Nash, represented by Eugene Perrier of Vicksburg, testified that he also had no part in an earlier fight at a downtown bar, the New New Orleans Cafe, which is believed to have led to the killing.

Nash said he went to Harris’ home at about 3 a.m., after Anthony Trevillion came to him upset about the earlier fight. Anthony Trevillion and Harris had children by the same woman, according to testimony.

Nash was the last of nine people to take the stand Tuesday and one of two witnesses called by the defense. The other was a manager of the Sonic where Nash had been working for several months, who described Nash as a “reliable employee.”

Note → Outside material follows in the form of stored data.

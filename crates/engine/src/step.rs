//! Step log model.
//!
//! Every externally visible action of a run (a lookup, a timer, a delivery, a
//! failure report) is written to the run's append-only log as a [`StepRecord`],
//! along with a `resumed` marker each time a drive starts executing live.
//! A step is identified by `(run_id, kind, seq)`; the store refuses a second
//! record for the same identifier, so a step can only ever be completed once.

use std::fmt;
use std::str::FromStr;

use chrono::{DateTime, Utc};
use serde::{Deserialize, Serialize};

use courier_common::types::{DeliveryReply, FetchReply};

/// Sequence number shared by the once-per-run steps (delivery, report).
pub const ONCE_PER_RUN_SEQ: u32 = 0;

#[derive(Debug, Clone, Copy, PartialEq, Eq, Hash, Serialize, Deserialize)]
#[serde(rename_all = "snake_case")]
pub enum StepKind {
    Resumed,
    Fetch,
    TimerScheduled,
    TimerFired,
    DeliveryIntent,
    Delivery,
    ReportIntent,
    Report,
}

impl StepKind {
    pub fn as_str(&self) -> &'static str {
        match self {
            StepKind::Resumed => "resumed",
            StepKind::Fetch => "fetch",
            StepKind::TimerScheduled => "timer_scheduled",
            StepKind::TimerFired => "timer_fired",
            StepKind::DeliveryIntent => "delivery_intent",
            StepKind::Delivery => "delivery",
            StepKind::ReportIntent => "report_intent",
            StepKind::Report => "report",
        }
    }
}

impl fmt::Display for StepKind {
    fn fmt(&self, f: &mut fmt::Formatter<'_>) -> fmt::Result {
        f.write_str(self.as_str())
    }
}

impl FromStr for StepKind {
    type Err = String;

    fn from_str(s: &str) -> Result<Self, Self::Err> {
        match s {
            "resumed" => Ok(StepKind::Resumed),
            "fetch" => Ok(StepKind::Fetch),
            "timer_scheduled" => Ok(StepKind::TimerScheduled),
            "timer_fired" => Ok(StepKind::TimerFired),
            "delivery_intent" => Ok(StepKind::DeliveryIntent),
            "delivery" => Ok(StepKind::Delivery),
            "report_intent" => Ok(StepKind::ReportIntent),
            "report" => Ok(StepKind::Report),
            other => Err(format!("unknown step kind '{}'", other)),
        }
    }
}

/// Stable identifier of a step within a run.
///
/// `seq` is the poll count of the attempt a fetch or timer belongs to,
/// [`ONCE_PER_RUN_SEQ`] for delivery and report steps, and the 1-based drive
/// number for `resumed` markers.
#[derive(Debug, Clone, Copy, PartialEq, Eq, Hash, Serialize, Deserialize)]
pub struct StepId {
    pub kind: StepKind,
    pub seq: u32,
}

impl StepId {
    pub fn new(kind: StepKind, seq: u32) -> Self {
        Self { kind, seq }
    }
}

impl fmt::Display for StepId {
    fn fmt(&self, f: &mut fmt::Formatter<'_>) -> fmt::Result {
        write!(f, "{}#{}", self.kind, self.seq)
    }
}

/// What a step recorded.
#[derive(Debug, Clone, PartialEq, Eq, Serialize, Deserialize)]
#[serde(tag = "type", rename_all = "snake_case")]
pub enum StepEvent {
    /// A drive caught up with its history; `recorded_at` is the time it did so.
    Resumed,
    Fetch { reply: FetchReply },
    TimerScheduled { fire_at: DateTime<Utc> },
    TimerFired,
    DeliveryIntent,
    Delivery { reply: DeliveryReply },
    ReportIntent,
    Report { reply: DeliveryReply },
}

impl StepEvent {
    pub fn kind(&self) -> StepKind {
        match self {
            StepEvent::Resumed => StepKind::Resumed,
            StepEvent::Fetch { .. } => StepKind::Fetch,
            StepEvent::TimerScheduled { .. } => StepKind::TimerScheduled,
            StepEvent::TimerFired => StepKind::TimerFired,
            StepEvent::DeliveryIntent => StepKind::DeliveryIntent,
            StepEvent::Delivery { .. } => StepKind::Delivery,
            StepEvent::ReportIntent => StepKind::ReportIntent,
            StepEvent::Report { .. } => StepKind::Report,
        }
    }
}

/// One entry of a run's step log.
///
/// `recorded_at` is read from the clock once, when the step runs live; replay
/// uses it as the run's current time.
#[derive(Debug, Clone, PartialEq, Eq, Serialize, Deserialize)]
pub struct StepRecord {
    pub seq: u32,
    pub event: StepEvent,
    pub recorded_at: DateTime<Utc>,
}

impl StepRecord {
    pub fn id(&self) -> StepId {
        StepId::new(self.event.kind(), self.seq)
    }
}

#[cfg(test)]
mod tests {
    use super::*;

    #[test]
    fn test_step_kind_text_round_trip() {
        for kind in [
            StepKind::Resumed,
            StepKind::Fetch,
            StepKind::TimerScheduled,
            StepKind::TimerFired,
            StepKind::DeliveryIntent,
            StepKind::Delivery,
            StepKind::ReportIntent,
            StepKind::Report,
        ] {
            assert_eq!(kind.as_str().parse::<StepKind>().unwrap(), kind);
        }
        assert!("retry".parse::<StepKind>().is_err());
    }

    #[test]
    fn test_event_payload_is_tagged() {
        let event = StepEvent::Fetch {
            reply: FetchReply {
                found: false,
                title: None,
                locator: None,
                error: Some("timeout".to_string()),
            },
        };
        let v = serde_json::to_value(&event).unwrap();
        assert_eq!(v["type"], "fetch");
        assert_eq!(v["reply"]["found"], false);
        assert_eq!(v["reply"]["error"], "timeout");

        let back: StepEvent = serde_json::from_value(v).unwrap();
        assert_eq!(back.kind(), StepKind::Fetch);
    }

    #[test]
    fn test_step_id_display() {
        assert_eq!(StepId::new(StepKind::Fetch, 3).to_string(), "fetch#3");
        assert_eq!(
            StepId::new(StepKind::Delivery, ONCE_PER_RUN_SEQ).to_string(),
            "delivery#0"
        );
    }
}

Included in the seven witnesses called to the stand by the prosecution were Dr. Steven Hayne with the Mississippi State Crime Lab, law enforcement officers who investigated the crime scene, witnesses to the events leading up to the shooting and the two men in the home with Harris when the shots were fired.

Today’s activity in the courtroom was expected to start with Perrier and Arthur making closing arguments before jurors are handed the case.

Nash is the second of five co-defendants to go to trial. The first was Anthony Trevillion, who, on April 16, was convicted of murder, two counts of aggravated assault, shooting into an occupied dwelling and felony possession of a weapon. He was automatically sentenced to life for the murder conviction. He was later sentenced on the remaining charges, receiving 53 more years of prison time, which will run consecutively to the life sentence. Judge Vollor handed Nash the maximum prison term.

No trial dates have been set for Armond Trevillion, Alonzo Trevillion or 32-year-old Rufus Armstrong, who, according to testimony, is believed to have supplied the guns used in the killing and was in the car with the others when they went to Grammar Street. Nash’s trial began Monday with jury selection.